Print the data below exactly, but only the lines from the one containing "FROM message_recipients WHERE" down to the one containing "async fn find_by_id(&self, conn: &mut", inclusive.

Working data section start

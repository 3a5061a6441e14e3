//! `SQLite` message store.

use chrono::{DateTime, Utc};
use sqlx::Row;
use sqlx::SqliteConnection;
use sqlx::sqlite::SqliteRow;
use tracing::debug;

use super::MessageStore;
use super::model::{Composition, Message, MessageId, RecipientClass};
use crate::identity::UserId;
use crate::{Error, Result};

/// Message store over the `messages` and `message_recipients` tables.
#[derive(Debug, Clone, Copy, Default)]
pub struct SqliteMessageStore;

impl SqliteMessageStore {
    /// Create a new store.
    #[must_use]
    pub const fn new() -> Self {
        Self
    }
}

impl MessageStore for SqliteMessageStore {
    async fn create_message(
        &self,
        conn: &mut SqliteConnection,
        sender: UserId,
        content: &Composition,
        sent_at: DateTime<Utc>,
    ) -> Result<MessageId> {
        if !sender.is_set() {
            return Err(Error::Validation("message sender is unset".into()));
        }

        let result = sqlx::query(
            r"
            INSERT INTO messages (sender_id, subject, body, sent_at)
            VALUES (?, ?, ?, ?)
            ",
        )
        .bind(sender.0)
        .bind(&content.subject)
        .bind(&content.body)
        .bind(sent_at)
        .execute(&mut *conn)
        .await?;

        let id = MessageId::new(result.last_insert_rowid());
        insert_recipients(conn, id, content).await?;

        debug!("Stored message {id} from {sender}");
        Ok(id)
    }

    async fn update_message(
        &self,
        conn: &mut SqliteConnection,
        id: MessageId,
        content: &Composition,
        sent_at: DateTime<Utc>,
    ) -> Result<()> {
        let updated = sqlx::query(
            r"
            UPDATE messages
            SET subject = ?, body = ?, sent_at = ?
            WHERE id = ?
            ",
        )
        .bind(&content.subject)
        .bind(&content.body)
        .bind(sent_at)
        .bind(id.0)
        .execute(&mut *conn)
        .await?;

        if updated.rows_affected() == 0 {
            return Err(Error::NotFound(format!("message {id}")));
        }

        sqlx::query("DELETE FROM message_recipients WHERE message_id = ?")
            .bind(id.0)
            .execute(&mut *conn)
            .await?;
        insert_recipients(conn, id, content).await?;

        debug!("Updated message {id}");
        Ok(())
    }

    async fn delete_message(&self, conn: &mut SqliteConnection, id: MessageId) -> Result<()> {
        // Recipient rows and mailbox entries go with it (ON DELETE CASCADE)
        let deleted = sqlx::query("DELETE FROM messages WHERE id = ?")
            .bind(id.0)
            .execute(&mut *conn)
            .await?;

        if deleted.rows_affected() == 0 {
            return Err(Error::NotFound(format!("message {id}")));
        }

        debug!("Deleted message {id}");
        Ok(())
    }

    async fn find_by_id(&self, conn: &mut SqliteConnection, id: MessageId) -> Result<Message> {
        let row = sqlx::query(
            r"
            SELECT id AS message_id, sender_id, subject, body, sent_at
            FROM messages
            WHERE id = ?
            ",
        )
        .bind(id.0)
        .fetch_optional(&mut *conn)
        .await?
        .ok_or_else(|| Error::NotFound(format!("message {id}")))?;

        let mut message = row_to_message(&row);
        fill_recipients(conn, &mut message).await?;
        Ok(message)
    }

    async fn find_by_sender(
        &self,
        conn: &mut SqliteConnection,
        sender: UserId,
    ) -> Result<Vec<Message>> {
        let rows = sqlx::query(
            r"
            SELECT id AS message_id, sender_id, subject, body, sent_at
            FROM messages
            WHERE sender_id = ?
            ORDER BY sent_at DESC, id DESC
            ",
        )
        .bind(sender.0)
        .fetch_all(&mut *conn)
        .await?;

        let mut messages: Vec<Message> = rows.iter().map(row_to_message).collect();
        for message in &mut messages {
            fill_recipients(conn, message).await?;
        }
        Ok(messages)
    }
}

/// Write one fan-out row per recipient, tagged with class and position.
async fn insert_recipients(
    conn: &mut SqliteConnection,
    id: MessageId,
    content: &Composition,
) -> Result<()> {
    for class in RecipientClass::ALL {
        for (position, recipient) in content.recipients(class).iter().enumerate() {
            #[allow(clippy::cast_possible_wrap)]
            let position = position as i64;

            sqlx::query(
                r"
                INSERT INTO message_recipients (message_id, recipient_id, class, position)
                VALUES (?, ?, ?, ?)
                ",
            )
            .bind(id.0)
            .bind(recipient.0)
            .bind(class.as_str())
            .bind(position)
            .execute(&mut *conn)
            .await?;
        }
    }
    Ok(())
}

/// Load the To, Cc and Bcc lists of `message`, each in addressing order.
pub(crate) async fn fill_recipients(conn: &mut SqliteConnection, message: &mut Message) -> Result<()> {
    let rows = sqlx::query(
        r"
        SELECT recipient_id, class
        FROM message_recipients
        WHERE message_id = ?
        ORDER BY class, position
        ",
    )
    .bind(message.id.0)
    .fetch_all(&mut *conn)
    .await?;

    message.to.clear();
    message.cc.clear();
    message.bcc.clear();
    for row in &rows {
        let recipient = UserId::new(row.get("recipient_id"));
        match RecipientClass::parse(row.get("class")) {
            Some(RecipientClass::To) => message.to.push(recipient),
            Some(RecipientClass::Cc) => message.cc.push(recipient),
            Some(RecipientClass::Bcc) => message.bcc.push(recipient),
            None => {}
        }
    }
    Ok(())
}

/// Convert a row selecting `message_id, sender_id, subject, body, sent_at`
/// into a Message with empty recipient lists.
pub(crate) fn row_to_message(row: &SqliteRow) -> Message {
    Message {
        id: MessageId::new(row.get("message_id")),
        sender: UserId::new(row.get("sender_id")),
        to: Vec::new(),
        cc: Vec::new(),
        bcc: Vec::new(),
        subject: row.get("subject"),
        body: row.get("body"),
        sent_at: row.get("sent_at"),
    }
}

Working data section end

◆ **Response to this task**:
        sqlx::query("DELETE FROM message_recipients WHERE message_id = ?")
            .bind(id.0)
            .execute(&mut *conn)
            .await?;
        insert_recipients(conn, id, content).await?;

        debug!("Updated message {id}");
        Ok(())
    }

    async fn delete_message(&self, conn: &mut SqliteConnection, id: MessageId) -> Result<()> {
        // Recipient rows and mailbox entries go with it (ON DELETE CASCADE)
        let deleted = sqlx::query("DELETE FROM messages WHERE id = ?")
            .bind(id.0)
            .execute(&mut *conn)
            .await?;

        if deleted.rows_affected() == 0 {
            return Err(Error::NotFound(format!("message {id}")));
        }

        debug!("Deleted message {id}");
        Ok(())
    }

    async fn find_by_id(&self, conn: &mut SqliteConnection, id: MessageId) -> Result<Message> {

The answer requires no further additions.